Stored entries
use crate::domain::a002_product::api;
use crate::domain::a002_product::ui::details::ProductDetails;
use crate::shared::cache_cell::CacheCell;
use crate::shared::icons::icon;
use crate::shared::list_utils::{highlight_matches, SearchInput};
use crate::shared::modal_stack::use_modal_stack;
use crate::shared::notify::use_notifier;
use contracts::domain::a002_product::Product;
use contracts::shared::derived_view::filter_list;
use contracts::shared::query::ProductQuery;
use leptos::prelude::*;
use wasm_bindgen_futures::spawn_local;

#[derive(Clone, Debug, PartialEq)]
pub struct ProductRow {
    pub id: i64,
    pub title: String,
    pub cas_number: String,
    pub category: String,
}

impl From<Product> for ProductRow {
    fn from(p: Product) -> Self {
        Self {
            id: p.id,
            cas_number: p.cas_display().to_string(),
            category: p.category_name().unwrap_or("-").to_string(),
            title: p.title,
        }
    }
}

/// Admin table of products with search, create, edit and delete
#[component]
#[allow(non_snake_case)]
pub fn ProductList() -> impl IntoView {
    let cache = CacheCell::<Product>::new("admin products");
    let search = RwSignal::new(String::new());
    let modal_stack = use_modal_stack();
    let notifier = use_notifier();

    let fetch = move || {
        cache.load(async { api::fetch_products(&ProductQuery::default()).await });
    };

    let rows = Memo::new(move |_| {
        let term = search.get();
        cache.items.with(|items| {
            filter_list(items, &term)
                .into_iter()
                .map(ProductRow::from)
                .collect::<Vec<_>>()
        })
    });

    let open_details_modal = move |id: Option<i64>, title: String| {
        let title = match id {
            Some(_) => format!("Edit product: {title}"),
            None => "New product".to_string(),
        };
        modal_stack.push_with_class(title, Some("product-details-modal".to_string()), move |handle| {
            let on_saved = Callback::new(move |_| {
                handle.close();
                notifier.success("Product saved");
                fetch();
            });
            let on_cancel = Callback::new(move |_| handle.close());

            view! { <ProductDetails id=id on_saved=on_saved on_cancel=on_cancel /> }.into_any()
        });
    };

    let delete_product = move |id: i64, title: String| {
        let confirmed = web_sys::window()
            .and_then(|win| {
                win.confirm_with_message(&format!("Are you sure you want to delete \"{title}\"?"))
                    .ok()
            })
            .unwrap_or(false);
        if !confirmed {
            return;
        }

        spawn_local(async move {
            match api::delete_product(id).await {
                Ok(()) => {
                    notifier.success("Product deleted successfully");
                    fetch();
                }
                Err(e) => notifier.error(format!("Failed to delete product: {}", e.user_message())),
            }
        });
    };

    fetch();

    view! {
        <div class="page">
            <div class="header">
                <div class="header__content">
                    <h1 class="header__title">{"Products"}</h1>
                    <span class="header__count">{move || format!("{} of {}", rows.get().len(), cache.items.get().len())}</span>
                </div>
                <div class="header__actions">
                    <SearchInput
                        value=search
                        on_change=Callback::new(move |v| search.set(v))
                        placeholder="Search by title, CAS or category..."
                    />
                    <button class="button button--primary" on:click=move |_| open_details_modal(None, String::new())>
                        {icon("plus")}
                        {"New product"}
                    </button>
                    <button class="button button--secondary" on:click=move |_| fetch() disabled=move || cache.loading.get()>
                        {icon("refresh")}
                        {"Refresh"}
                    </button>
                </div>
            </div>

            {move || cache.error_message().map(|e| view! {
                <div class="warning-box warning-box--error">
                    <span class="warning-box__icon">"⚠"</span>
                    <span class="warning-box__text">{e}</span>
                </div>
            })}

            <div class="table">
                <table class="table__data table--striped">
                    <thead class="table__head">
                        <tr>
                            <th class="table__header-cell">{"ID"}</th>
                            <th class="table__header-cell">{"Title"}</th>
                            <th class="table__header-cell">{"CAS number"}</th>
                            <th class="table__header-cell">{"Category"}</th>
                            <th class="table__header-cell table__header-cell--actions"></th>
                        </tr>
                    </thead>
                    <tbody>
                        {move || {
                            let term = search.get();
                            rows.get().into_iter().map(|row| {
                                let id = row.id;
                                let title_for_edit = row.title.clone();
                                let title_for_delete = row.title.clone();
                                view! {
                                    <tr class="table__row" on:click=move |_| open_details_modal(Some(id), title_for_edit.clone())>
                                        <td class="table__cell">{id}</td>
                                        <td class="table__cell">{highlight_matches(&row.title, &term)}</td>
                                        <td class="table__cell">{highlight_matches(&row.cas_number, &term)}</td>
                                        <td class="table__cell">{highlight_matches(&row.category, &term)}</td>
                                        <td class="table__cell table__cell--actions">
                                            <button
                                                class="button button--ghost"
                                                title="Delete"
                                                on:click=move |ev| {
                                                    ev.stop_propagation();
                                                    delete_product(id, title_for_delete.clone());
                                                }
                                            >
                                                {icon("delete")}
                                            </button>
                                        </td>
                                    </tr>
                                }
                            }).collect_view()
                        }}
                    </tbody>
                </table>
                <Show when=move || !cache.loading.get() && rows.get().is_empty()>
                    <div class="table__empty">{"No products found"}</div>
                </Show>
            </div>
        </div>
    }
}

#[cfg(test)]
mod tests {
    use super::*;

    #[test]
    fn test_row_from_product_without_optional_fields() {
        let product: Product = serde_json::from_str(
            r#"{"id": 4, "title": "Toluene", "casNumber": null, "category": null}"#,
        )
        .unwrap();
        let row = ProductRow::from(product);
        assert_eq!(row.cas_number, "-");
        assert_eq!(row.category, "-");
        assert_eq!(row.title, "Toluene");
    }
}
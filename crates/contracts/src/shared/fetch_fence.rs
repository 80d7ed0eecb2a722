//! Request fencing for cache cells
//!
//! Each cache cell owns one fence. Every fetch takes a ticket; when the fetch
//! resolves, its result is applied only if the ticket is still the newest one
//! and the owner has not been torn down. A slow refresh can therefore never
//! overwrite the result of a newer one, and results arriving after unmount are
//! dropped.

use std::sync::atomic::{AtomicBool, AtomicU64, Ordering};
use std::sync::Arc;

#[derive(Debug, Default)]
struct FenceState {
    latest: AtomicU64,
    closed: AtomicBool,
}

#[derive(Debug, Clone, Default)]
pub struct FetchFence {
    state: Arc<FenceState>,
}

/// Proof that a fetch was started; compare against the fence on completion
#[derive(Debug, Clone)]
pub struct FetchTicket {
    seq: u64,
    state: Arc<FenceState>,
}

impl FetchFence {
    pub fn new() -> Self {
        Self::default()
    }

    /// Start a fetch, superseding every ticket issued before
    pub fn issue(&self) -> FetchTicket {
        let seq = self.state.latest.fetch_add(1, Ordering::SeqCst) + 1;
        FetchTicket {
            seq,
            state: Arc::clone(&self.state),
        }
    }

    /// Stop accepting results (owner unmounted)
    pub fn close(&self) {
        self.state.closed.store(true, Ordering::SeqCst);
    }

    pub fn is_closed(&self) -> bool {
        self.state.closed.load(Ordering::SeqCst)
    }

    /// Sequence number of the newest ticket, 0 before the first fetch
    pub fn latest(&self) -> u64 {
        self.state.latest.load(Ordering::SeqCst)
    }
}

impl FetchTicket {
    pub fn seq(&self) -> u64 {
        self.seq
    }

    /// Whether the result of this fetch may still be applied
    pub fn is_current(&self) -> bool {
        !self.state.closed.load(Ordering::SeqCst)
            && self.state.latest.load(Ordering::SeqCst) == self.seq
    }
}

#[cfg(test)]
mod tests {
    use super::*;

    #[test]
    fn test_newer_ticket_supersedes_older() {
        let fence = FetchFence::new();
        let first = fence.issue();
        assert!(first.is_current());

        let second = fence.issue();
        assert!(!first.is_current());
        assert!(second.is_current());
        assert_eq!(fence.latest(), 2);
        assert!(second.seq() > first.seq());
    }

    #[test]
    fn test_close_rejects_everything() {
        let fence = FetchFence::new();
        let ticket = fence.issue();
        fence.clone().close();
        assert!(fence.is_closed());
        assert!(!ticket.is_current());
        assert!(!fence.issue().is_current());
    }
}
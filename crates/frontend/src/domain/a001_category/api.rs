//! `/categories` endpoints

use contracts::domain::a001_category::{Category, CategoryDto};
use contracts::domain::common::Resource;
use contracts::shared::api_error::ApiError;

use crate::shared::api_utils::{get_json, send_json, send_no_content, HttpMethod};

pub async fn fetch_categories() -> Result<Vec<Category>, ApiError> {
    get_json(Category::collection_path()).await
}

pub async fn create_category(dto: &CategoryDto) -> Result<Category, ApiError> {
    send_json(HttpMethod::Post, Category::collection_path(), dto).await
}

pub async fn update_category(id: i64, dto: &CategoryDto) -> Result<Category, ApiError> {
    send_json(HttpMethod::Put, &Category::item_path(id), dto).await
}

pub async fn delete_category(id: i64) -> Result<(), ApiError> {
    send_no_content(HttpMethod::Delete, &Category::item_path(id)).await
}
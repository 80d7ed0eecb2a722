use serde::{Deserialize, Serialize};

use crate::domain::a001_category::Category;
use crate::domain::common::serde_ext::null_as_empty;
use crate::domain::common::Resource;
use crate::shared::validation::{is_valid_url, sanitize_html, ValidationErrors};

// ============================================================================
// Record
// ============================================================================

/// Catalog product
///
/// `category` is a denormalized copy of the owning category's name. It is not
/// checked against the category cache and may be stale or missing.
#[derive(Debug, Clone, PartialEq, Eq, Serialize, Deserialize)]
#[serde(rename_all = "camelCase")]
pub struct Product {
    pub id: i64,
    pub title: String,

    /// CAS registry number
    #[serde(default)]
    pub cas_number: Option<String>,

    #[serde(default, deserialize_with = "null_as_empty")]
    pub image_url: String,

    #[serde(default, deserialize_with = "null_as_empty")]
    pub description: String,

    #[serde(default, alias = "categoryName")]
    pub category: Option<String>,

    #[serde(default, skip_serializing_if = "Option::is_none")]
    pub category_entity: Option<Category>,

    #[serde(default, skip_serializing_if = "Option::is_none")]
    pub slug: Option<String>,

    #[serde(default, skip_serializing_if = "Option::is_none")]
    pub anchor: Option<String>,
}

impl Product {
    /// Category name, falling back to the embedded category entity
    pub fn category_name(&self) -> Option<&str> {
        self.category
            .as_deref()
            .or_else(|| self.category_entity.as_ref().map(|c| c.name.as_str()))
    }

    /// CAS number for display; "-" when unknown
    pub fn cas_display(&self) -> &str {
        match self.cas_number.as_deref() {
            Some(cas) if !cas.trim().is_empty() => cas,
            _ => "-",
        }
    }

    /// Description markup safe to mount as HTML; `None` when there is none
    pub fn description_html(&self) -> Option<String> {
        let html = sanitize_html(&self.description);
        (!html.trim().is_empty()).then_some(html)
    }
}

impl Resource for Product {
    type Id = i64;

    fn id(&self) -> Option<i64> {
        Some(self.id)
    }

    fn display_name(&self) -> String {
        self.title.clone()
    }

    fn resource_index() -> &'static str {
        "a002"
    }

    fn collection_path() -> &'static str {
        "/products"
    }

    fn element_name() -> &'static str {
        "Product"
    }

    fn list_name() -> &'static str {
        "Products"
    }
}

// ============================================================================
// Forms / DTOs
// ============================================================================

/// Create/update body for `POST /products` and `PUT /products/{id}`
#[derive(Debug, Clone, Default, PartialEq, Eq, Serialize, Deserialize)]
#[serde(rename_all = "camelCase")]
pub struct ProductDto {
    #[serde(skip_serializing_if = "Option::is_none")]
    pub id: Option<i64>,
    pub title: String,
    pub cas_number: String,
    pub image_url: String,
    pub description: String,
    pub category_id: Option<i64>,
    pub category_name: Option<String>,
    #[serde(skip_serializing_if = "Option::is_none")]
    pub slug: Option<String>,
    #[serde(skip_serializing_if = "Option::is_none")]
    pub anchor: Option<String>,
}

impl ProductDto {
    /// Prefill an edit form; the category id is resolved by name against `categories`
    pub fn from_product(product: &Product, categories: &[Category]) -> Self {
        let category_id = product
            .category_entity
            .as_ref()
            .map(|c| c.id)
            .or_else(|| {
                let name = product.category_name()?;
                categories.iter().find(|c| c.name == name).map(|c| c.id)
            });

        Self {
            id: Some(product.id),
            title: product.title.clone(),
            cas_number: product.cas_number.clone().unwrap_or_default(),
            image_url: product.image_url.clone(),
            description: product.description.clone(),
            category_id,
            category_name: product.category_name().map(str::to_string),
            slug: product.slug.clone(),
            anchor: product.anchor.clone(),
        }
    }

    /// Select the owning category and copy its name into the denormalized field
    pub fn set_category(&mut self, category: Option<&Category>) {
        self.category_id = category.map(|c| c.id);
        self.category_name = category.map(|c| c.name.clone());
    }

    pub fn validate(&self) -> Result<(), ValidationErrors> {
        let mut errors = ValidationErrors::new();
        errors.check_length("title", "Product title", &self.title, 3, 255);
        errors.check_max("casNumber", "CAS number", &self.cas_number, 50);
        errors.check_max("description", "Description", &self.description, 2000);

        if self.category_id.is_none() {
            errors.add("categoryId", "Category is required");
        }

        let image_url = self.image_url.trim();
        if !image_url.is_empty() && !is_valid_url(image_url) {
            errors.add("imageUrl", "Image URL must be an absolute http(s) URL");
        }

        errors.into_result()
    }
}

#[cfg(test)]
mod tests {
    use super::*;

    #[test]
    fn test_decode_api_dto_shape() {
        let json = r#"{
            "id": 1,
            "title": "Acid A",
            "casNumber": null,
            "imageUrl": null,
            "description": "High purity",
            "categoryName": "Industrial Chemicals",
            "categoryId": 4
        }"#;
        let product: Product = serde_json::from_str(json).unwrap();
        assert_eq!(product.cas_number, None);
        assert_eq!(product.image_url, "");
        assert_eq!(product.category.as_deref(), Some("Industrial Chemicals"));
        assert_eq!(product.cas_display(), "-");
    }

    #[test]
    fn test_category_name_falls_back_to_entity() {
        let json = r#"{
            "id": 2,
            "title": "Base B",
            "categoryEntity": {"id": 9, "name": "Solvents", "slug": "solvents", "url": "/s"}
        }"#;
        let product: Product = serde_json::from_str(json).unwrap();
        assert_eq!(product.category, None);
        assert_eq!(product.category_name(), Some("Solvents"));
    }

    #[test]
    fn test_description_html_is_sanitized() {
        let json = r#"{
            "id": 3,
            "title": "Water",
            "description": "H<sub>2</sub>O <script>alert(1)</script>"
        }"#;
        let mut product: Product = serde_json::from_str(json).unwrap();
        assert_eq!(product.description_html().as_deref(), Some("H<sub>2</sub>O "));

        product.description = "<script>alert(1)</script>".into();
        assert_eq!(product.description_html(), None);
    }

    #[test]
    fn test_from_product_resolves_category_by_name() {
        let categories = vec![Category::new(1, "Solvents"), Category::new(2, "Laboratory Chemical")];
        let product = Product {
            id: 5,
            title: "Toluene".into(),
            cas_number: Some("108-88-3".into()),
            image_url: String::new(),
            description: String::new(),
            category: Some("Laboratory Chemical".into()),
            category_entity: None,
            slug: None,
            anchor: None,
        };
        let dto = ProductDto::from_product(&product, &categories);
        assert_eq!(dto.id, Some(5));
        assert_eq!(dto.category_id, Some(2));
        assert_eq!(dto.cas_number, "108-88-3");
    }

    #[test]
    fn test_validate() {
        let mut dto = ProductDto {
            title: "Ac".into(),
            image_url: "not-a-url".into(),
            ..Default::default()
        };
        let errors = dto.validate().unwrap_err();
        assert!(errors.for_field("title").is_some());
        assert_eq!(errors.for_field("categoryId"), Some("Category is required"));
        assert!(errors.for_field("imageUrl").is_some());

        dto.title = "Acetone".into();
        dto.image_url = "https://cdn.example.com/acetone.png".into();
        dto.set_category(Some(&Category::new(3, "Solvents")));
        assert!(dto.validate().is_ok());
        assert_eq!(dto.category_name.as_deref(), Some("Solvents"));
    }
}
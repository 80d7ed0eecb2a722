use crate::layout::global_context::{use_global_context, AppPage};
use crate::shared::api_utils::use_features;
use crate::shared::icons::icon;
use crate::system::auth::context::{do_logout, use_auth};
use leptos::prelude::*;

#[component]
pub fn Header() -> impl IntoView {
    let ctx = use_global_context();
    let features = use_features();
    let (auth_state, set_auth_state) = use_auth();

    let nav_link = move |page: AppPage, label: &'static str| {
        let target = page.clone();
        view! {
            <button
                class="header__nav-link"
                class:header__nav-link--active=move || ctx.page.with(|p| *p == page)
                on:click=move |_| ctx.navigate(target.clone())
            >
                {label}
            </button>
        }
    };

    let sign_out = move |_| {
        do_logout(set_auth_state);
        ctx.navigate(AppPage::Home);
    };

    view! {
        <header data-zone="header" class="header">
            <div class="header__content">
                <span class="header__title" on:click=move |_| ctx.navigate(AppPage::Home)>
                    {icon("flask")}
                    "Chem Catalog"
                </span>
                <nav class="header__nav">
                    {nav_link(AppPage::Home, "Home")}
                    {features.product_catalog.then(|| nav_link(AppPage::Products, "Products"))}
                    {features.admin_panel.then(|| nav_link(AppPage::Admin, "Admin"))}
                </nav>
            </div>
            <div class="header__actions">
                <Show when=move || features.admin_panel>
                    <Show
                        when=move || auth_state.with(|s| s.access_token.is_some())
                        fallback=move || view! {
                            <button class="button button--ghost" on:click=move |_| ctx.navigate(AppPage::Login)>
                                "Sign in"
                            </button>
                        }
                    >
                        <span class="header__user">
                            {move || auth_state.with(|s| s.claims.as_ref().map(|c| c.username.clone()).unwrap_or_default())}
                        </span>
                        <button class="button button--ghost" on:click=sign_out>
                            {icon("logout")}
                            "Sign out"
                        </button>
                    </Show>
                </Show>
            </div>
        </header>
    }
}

» EXERCISE INSTRUCTIONS:
Restate verbatim the first line above and all lines after it through the line containing "handle.close();"; omit the rest.

» WRITTEN RESPONSE:
use crate::domain::a002_product::api;
use crate::domain::a002_product::ui::details::ProductDetails;
use crate::shared::cache_cell::CacheCell;
use crate::shared::icons::icon;
use crate::shared::list_utils::{highlight_matches, SearchInput};
use crate::shared::modal_stack::use_modal_stack;
use crate::shared::notify::use_notifier;
use contracts::domain::a002_product::Product;
use contracts::shared::derived_view::filter_list;
use contracts::shared::query::ProductQuery;
use leptos::prelude::*;
use wasm_bindgen_futures::spawn_local;

#[derive(Clone, Debug, PartialEq)]
pub struct ProductRow {
    pub id: i64,
    pub title: String,
    pub cas_number: String,
    pub category: String,
}

impl From<Product> for ProductRow {
    fn from(p: Product) -> Self {
        Self {
            id: p.id,
            cas_number: p.cas_display().to_string(),
            category: p.category_name().unwrap_or("-").to_string(),
            title: p.title,
        }
    }
}

/// Admin table of products with search, create, edit and delete
#[component]
#[allow(non_snake_case)]
pub fn ProductList() -> impl IntoView {
    let cache = CacheCell::<Product>::new("admin products");
    let search = RwSignal::new(String::new());
    let modal_stack = use_modal_stack();
    let notifier = use_notifier();

    let fetch = move || {
        cache.load(async { api::fetch_products(&ProductQuery::default()).await });
    };

    let rows = Memo::new(move |_| {
        let term = search.get();
        cache.items.with(|items| {
            filter_list(items, &term)
                .into_iter()
                .map(ProductRow::from)
                .collect::<Vec<_>>()
        })
    });

    let open_details_modal = move |id: Option<i64>, title: String| {
        let title = match id {
            Some(_) => format!("Edit product: {title}"),
            None => "New product".to_string(),
        };
        modal_stack.push_with_class(title, Some("product-details-modal".to_string()), move |handle| {
            let on_saved = Callback::new(move |_| {
                handle.close();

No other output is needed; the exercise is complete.